ACTIVITY:
In the data that follows, each entry is to be restated exactly.

THE DATA:
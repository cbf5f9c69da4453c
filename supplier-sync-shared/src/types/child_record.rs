//! Child-table rows projected onto a fixed field list.

use serde_json::Value;

/// A raw JSON object as returned in a page's `items` array.
pub type Item = serde_json::Map<String, Value>;

/// Convert a JSON value to its text form.
///
/// Strings are returned as-is, numbers and booleans in their JSON spelling,
/// nested arrays and objects as compact JSON. `null` has no text form.
pub fn json_to_text(value: &Value) -> Option<String> {
    match value {
        Value::Null => None,
        Value::String(s) => Some(s.clone()),
        Value::Bool(b) => Some(b.to_string()),
        Value::Number(n) => Some(n.to_string()),
        other => Some(other.to_string()),
    }
}

/// One row from a related table.
///
/// Cells keep the order of the field list the row was projected with. A cell
/// is `None` when the source row did not carry that field (or carried `null`).
#[derive(Debug, Clone, Default, PartialEq, Eq)]
pub struct ChildRecord {
    cells: Vec<(String, Option<String>)>,
}

impl ChildRecord {
    /// Create a record from ordered `(field, value)` pairs.
    pub fn new(cells: Vec<(String, Option<String>)>) -> Self {
        Self { cells }
    }

    /// Project a raw page item onto `fields`, in order.
    pub fn project<S: AsRef<str>>(item: &Item, fields: &[S]) -> Self {
        let cells = fields
            .iter()
            .map(|field| {
                let field = field.as_ref();
                (field.to_string(), item.get(field).and_then(json_to_text))
            })
            .collect();
        Self { cells }
    }

    /// Value of `field`, if the row carried one.
    pub fn get(&self, field: &str) -> Option<&str> {
        self.cells
            .iter()
            .find(|(name, _)| name == field)
            .and_then(|(_, value)| value.as_deref())
    }

    /// Iterate over the cells in field order.
    pub fn cells(&self) -> impl Iterator<Item = (&str, Option<&str>)> {
        self.cells
            .iter()
            .map(|(name, value)| (name.as_str(), value.as_deref()))
    }
}

#[cfg(test)]
mod tests {
    use super::*;
    use serde_json::json;

    #[test]
    fn test_json_to_text() {
        assert_eq!(json_to_text(&json!("abc")), Some("abc".to_string()));
        assert_eq!(json_to_text(&json!(42)), Some("42".to_string()));
        assert_eq!(json_to_text(&json!(true)), Some("true".to_string()));
        assert_eq!(json_to_text(&json!(null)), None);
        assert_eq!(json_to_text(&json!([1, 2])), Some("[1,2]".to_string()));
    }

    #[test]
    fn test_project_keeps_field_order() {
        let item = json!({ "City": "Austin", "Country": "US", "Ignored": "x" });
        let record = ChildRecord::project(item.as_object().unwrap(), &["Country", "City", "State"]);

        let cells: Vec<_> = record.cells().collect();
        assert_eq!(
            cells,
            vec![("Country", Some("US")), ("City", Some("Austin")), ("State", None)]
        );
        assert_eq!(record.get("City"), Some("Austin"));
        assert_eq!(record.get("State"), None);
        assert_eq!(record.get("Ignored"), None);
    }
}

RESULT FOR THIS EXERCISE:
repository cbf5f9c69da4453c
filename supplier-sync-shared/src/types/child_record.rs
//! Child-table rows projected onto a fixed field list.

use serde_json::Value;

/// A raw JSON object as returned in a page's `items` array.
pub type Item = serde_json::Map<String, Value>;

/// Convert a JSON value to its text form.
///
/// Strings are returned as-is, numbers and booleans in their JSON spelling,
/// nested arrays and objects as compact JSON. `null` has no text form.
pub fn json_to_text(value: &Value) -> Option<String> {
    match value {
        Value::Null => None,
        Value::String(s) => Some(s.clone()),
        Value::Bool(b) => Some(b.to_string()),
        Value::Number(n) => Some(n.to_string()),
        other => Some(other.to_string()),
    }
}

/// One row from a related table.
///
/// Cells keep the order of the field list the row was projected with. A cell
/// is `None` when the source row did not carry that field (or carried `null`).
#[derive(Debug, Clone, Default, PartialEq, Eq)]
pub struct ChildRecord {
    cells: Vec<(String, Option<String>)>,
}

impl ChildRecord {
    /// Create a record from ordered `(field, value)` pairs.
    pub fn new(cells: Vec<(String, Option<String>)>) -> Self {
        Self { cells }
    }

    /// Project a raw page item onto `fields`, in order.
    pub fn project<S: AsRef<str>>(item: &Item, fields: &[S]) -> Self {
        let cells = fields
            .iter()
            .map(|field| {
                let field = field.as_ref();
                (field.to_string(), item.get(field).and_then(json_to_text))
            })
            .collect();
        Self { cells }
    }

    /// Value of `field`, if the row carried one.
    pub fn get(&self, field: &str) -> Option<&str> {
        self.cells
            .iter()
            .find(|(name, _)| name == field)
            .and_then(|(_, value)| value.as_deref())
    }

    /// Iterate over the cells in field order.
    pub fn cells(&self) -> impl Iterator<Item = (&str, Option<&str>)> {
        self.cells
            .iter()
            .map(|(name, value)| (name.as_str(), value.as_deref()))
    }
}

#[cfg(test)]
mod tests {
    use super::*;
    use serde_json::json;

    #[test]
    fn test_json_to_text() {
        assert_eq!(json_to_text(&json!("abc")), Some("abc".to_string()));
        assert_eq!(json_to_text(&json!(42)), Some("42".to_string()));
        assert_eq!(json_to_text(&json!(true)), Some("true".to_string()));
        assert_eq!(json_to_text(&json!(null)), None);
        assert_eq!(json_to_text(&json!([1, 2])), Some("[1,2]".to_string()));
    }

    #[test]
    fn test_project_keeps_field_order() {
        let item = json!({ "City": "Austin", "Country": "US", "Ignored": "x" });
        let record = ChildRecord::project(item.as_object().unwrap(), &["Country", "City", "State"]);

        let cells: Vec<_> = record.cells().collect();
        assert_eq!(
            cells,
            vec![("Country", Some("US")), ("City", Some("Austin")), ("State", None)]
        );
        assert_eq!(record.get("City"), Some("Austin"));
        assert_eq!(record.get("State"), None);
        assert_eq!(record.get("Ignored"), None);
    }
}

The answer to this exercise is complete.